FLS Energy had complained to FERC that the PSC violated PURPA when it determined that after June 16, solar qualifying facilities over 100 kW that failed to meet certain standards would not be eligible for the standard avoided cost rate the PSC established for qualifying facilities. In particular, the commission said a qualifying facility must have a completed facilities study or an executed interconnection agreement before a utility can be required to buy power from that facility pursuant to PURPA. FLS and its supporters claimed that the state requirements are illegal and undermine PURPA's mandate of encouraging small power production.

But the PSC, NorthWestern and the Montana Consumer Counsel separately shot back that the requirements are less onerous than the standards in other states and needed to protect Montana ratepayers from excessive costs.
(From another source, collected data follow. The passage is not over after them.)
//! Kembara catalog CLI
//!
//! Renders the annual plan, gallery and activities views to the terminal.

use anyhow::{Context, Result};
use clap::{Args, Parser, Subcommand};
use serde::Serialize;
use tracing::{info, warn};
use tracing_subscriber::{EnvFilter, layer::SubscriberExt, util::SubscriberInitExt};

use kembara_kernel::config::Config;
use kembara_kernel::content::ContentStore;
use kembara_kernel::gallery::{LoadOutcome, ScrollPosition};
use kembara_kernel::gather::{GatherResult, MonthGroup, PlanStats};
use kembara_kernel::models::{Activity, AdventureEvent};
use kembara_kernel::views::{ActivitiesView, AnnualPlanView, GalleryCard, GalleryView};

/// Viewport height used for simulated scroll events.
const VIEWPORT_HEIGHT: f64 = 900.0;

#[derive(Parser)]
#[command(name = "kembara", version, about = "Query the Kembara adventure catalog")]
struct Cli {
    #[command(subcommand)]
    command: Command,
}

#[derive(Subcommand)]
enum Command {
    /// Annual adventure plan (grid or timeline).
    Plan(PlanArgs),
    /// Photo gallery with simulated infinite scroll.
    Gallery(GalleryArgs),
    /// Activities catalog.
    Activities(ActivitiesArgs),
    /// Annual plan headline numbers.
    Stats {
        #[arg(long)]
        json: bool,
    },
}

#[derive(Args)]
struct PlanArgs {
    /// Free-text search over title, location and description.
    #[arg(long, short, default_value = "")]
    query: String,
    /// Event type, or "All".
    #[arg(long = "type", default_value = "All")]
    event_type: String,
    /// Month name, or "All".
    #[arg(long, default_value = "All")]
    month: String,
    /// Group results by month.
    #[arg(long)]
    timeline: bool,
    #[arg(long)]
    json: bool,
}

#[derive(Args)]
struct GalleryArgs {
    /// Free-text search over title, description, location and tags.
    #[arg(long, short, default_value = "")]
    query: String,
    /// Tag, or "All".
    #[arg(long, default_value = "All")]
    tag: String,
    /// Number of scroll-to-bottom events to simulate.
    #[arg(long, default_value_t = 0)]
    scrolls: u32,
    /// Image ids to like.
    #[arg(long = "like")]
    likes: Vec<u32>,
    #[arg(long)]
    json: bool,
}

#[derive(Args)]
struct ActivitiesArgs {
    /// Activity category, or "All".
    #[arg(long, default_value = "All")]
    category: String,
    #[arg(long)]
    json: bool,
}

#[tokio::main(flavor = "current_thread")]
async fn main() -> Result<()> {
    // Load .env file if present
    dotenvy::dotenv().ok();

    init_tracing();

    let cli = Cli::parse();

    let config = Config::from_env().context("failed to load configuration")?;
    let content = ContentStore::load().context("failed to load site content")?;
    info!(
        events = content.events.len(),
        images = content.gallery.initial.len(),
        "content loaded"
    );

    match cli.command {
        Command::Plan(args) => run_plan(&config, content.events, args),
        Command::Gallery(args) => run_gallery(&config, content, args).await,
        Command::Activities(args) => run_activities(content.activities, args),
        Command::Stats { json } => {
            let stats = PlanStats::from_events(&content.events);
            if json {
                print_json(&stats)
            } else {
                println!("Total adventures: {}", stats.total);
                println!("Confirmed:        {}", stats.confirmed);
                println!("Activity types:   {}", stats.event_types);
                println!("Months covered:   {}", stats.months_covered);
                Ok(())
            }
        }
    }
}

fn init_tracing() {
    let filter = EnvFilter::try_from_default_env().unwrap_or_else(|_| EnvFilter::new("info"));

    tracing_subscriber::registry()
        .with(filter)
        .with(tracing_subscriber::fmt::layer().with_writer(std::io::stderr))
        .init();
}

fn print_json<T: Serialize>(value: &T) -> Result<()> {
    let json = serde_json::to_string_pretty(value).context("failed to encode output")?;
    println!("{json}");
    Ok(())
}

fn run_plan(config: &Config, events: Vec<AdventureEvent>, args: PlanArgs) -> Result<()> {
    let mut view = AnnualPlanView::new(events, config.season_year);
    view.set_query(args.query);
    view.set_type(args.event_type);
    view.set_month(args.month);

    if args.timeline {
        let timeline = view.timeline();
        if args.json {
            return print_json(&timeline);
        }
        print_timeline(&timeline, view.season_year());
    } else {
        let grid = view.grid();
        if args.json {
            return print_json(&grid);
        }
        print_grid(&grid, view.season_year());
    }

    Ok(())
}

fn print_event(event: &AdventureEvent, season_year: i32) {
    println!(
        "  [{}] {} | {} | {} | {}",
        event.event_type,
        event.title,
        event.date_label(season_year),
        event.location,
        event.status_label()
    );
}

fn print_grid(grid: &GatherResult<'_, AdventureEvent>, season_year: i32) {
    println!("{}", grid.summary("adventures"));
    if grid.is_empty() {
        println!("No adventures found. Try clearing the search or filters.");
        return;
    }
    for event in &grid.items {
        print_event(event, season_year);
    }
}

fn print_timeline(timeline: &[MonthGroup<'_>], season_year: i32) {
    if timeline.is_empty() {
        println!("No adventures found. Try clearing the search or filters.");
        return;
    }
    for group in timeline {
        println!("{} ({})", group.month, group.events.len());
        for event in &group.events {
            print_event(event, season_year);
        }
    }
}

async fn run_gallery(config: &Config, content: ContentStore, args: GalleryArgs) -> Result<()> {
    let mut view = GalleryView::simulated(content.gallery, config.feed);
    view.set_query(args.query);
    view.set_tag(args.tag);
    for id in args.likes {
        view.toggle_like(id);
    }

    // Pretend the visitor scrolled the grid's end into view.
    let at_bottom = ScrollPosition {
        container_bottom: VIEWPORT_HEIGHT,
        viewport_height: VIEWPORT_HEIGHT,
    };
    for _ in 0..args.scrolls {
        let Some(handle) = view.on_scroll(at_bottom) else {
            info!("no more images to load");
            break;
        };
        match handle.await.context("gallery load task failed")? {
            LoadOutcome::Appended(count) => info!(count, "loaded more images"),
            LoadOutcome::Failed => warn!("image batch failed to load"),
            outcome => info!(?outcome, "load finished"),
        }
    }

    let cards = view.visible();
    if args.json {
        return print_json(&cards);
    }

    println!("Showing {} of {} photos", cards.len(), view.image_count());
    if cards.is_empty() {
        println!("No photos found. Try clearing the search or tag.");
        return Ok(());
    }
    for card in &cards {
        print_card(card);
    }
    if view.show_end_message() {
        println!("You've explored all our current adventures.");
    }

    Ok(())
}

fn print_card(card: &GalleryCard) {
    let (tags, hidden) = card.image.tag_preview(2);
    let more = if hidden > 0 {
        format!(" +{hidden}")
    } else {
        String::new()
    };
    println!(
        "  #{} {} | {} | {} | {} likes{} | {}{}",
        card.image.id,
        card.image.title,
        card.image.date,
        card.image.location,
        card.display_likes,
        if card.liked { " (liked)" } else { "" },
        tags.join(", "),
        more
    );
}

fn run_activities(activities: Vec<Activity>, args: ActivitiesArgs) -> Result<()> {
    let mut view = ActivitiesView::new(activities);
    view.set_category(args.category);

    let visible = view.visible();
    if args.json {
        return print_json(&visible);
    }

    for activity in &visible.items {
        println!(
            "  [{}] {} | {} | {}",
            activity.category.as_str(),
            activity.title,
            activity.duration,
            activity.difficulty.label()
        );
    }
    Ok(())
}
The commission's Dec. 15 order found that the PSC's requirements of a facilities study or an interconnection agreement as a predicate for a legally enforceable obligation is inconsistent with PURPA and with the federal agency's regulations because the utility could act, or fail to act, in a way that prevents those milestones from being reached.

Such requirements allow the utility "to control whether and when a legally enforceable obligation exists — e.g., by delaying the facilities study or by delaying the tendering by the utility to the QF of an executable interconnection agreement. Thus, the Montana commission's legally enforceable obligation standard is inconsistent with PURPA and our regulations," FERC said.

FERC further explained that an electric utility must buy power from a qualifying facility when the facility makes a commitment to sell its power to that utility. A fully executed contract cannot be a condition to the creation of that legally enforceable obligation. Here, the requirement of an executed interconnection agreement "is no different than requiring a utility-signed contract before the QF can establish a legally enforceable obligation," the order said.

Bottom line, FERC said, is that when a state "limits the methods through which a legally enforceable obligation may be created to only a fully executed contract, the state's limitation is inconsistent with PURPA, and our regulations implementing PURPA."

FERC nevertheless can choose to exercise its enforcement authority, and declined to do so here. But the order said the agency wanted to clarify its position on the issues raised, which "can provide assistance to a court on the commission's thinking in the event that the petitioners decide to bring enforcement cases." (FERC docket EL17-5, et al.)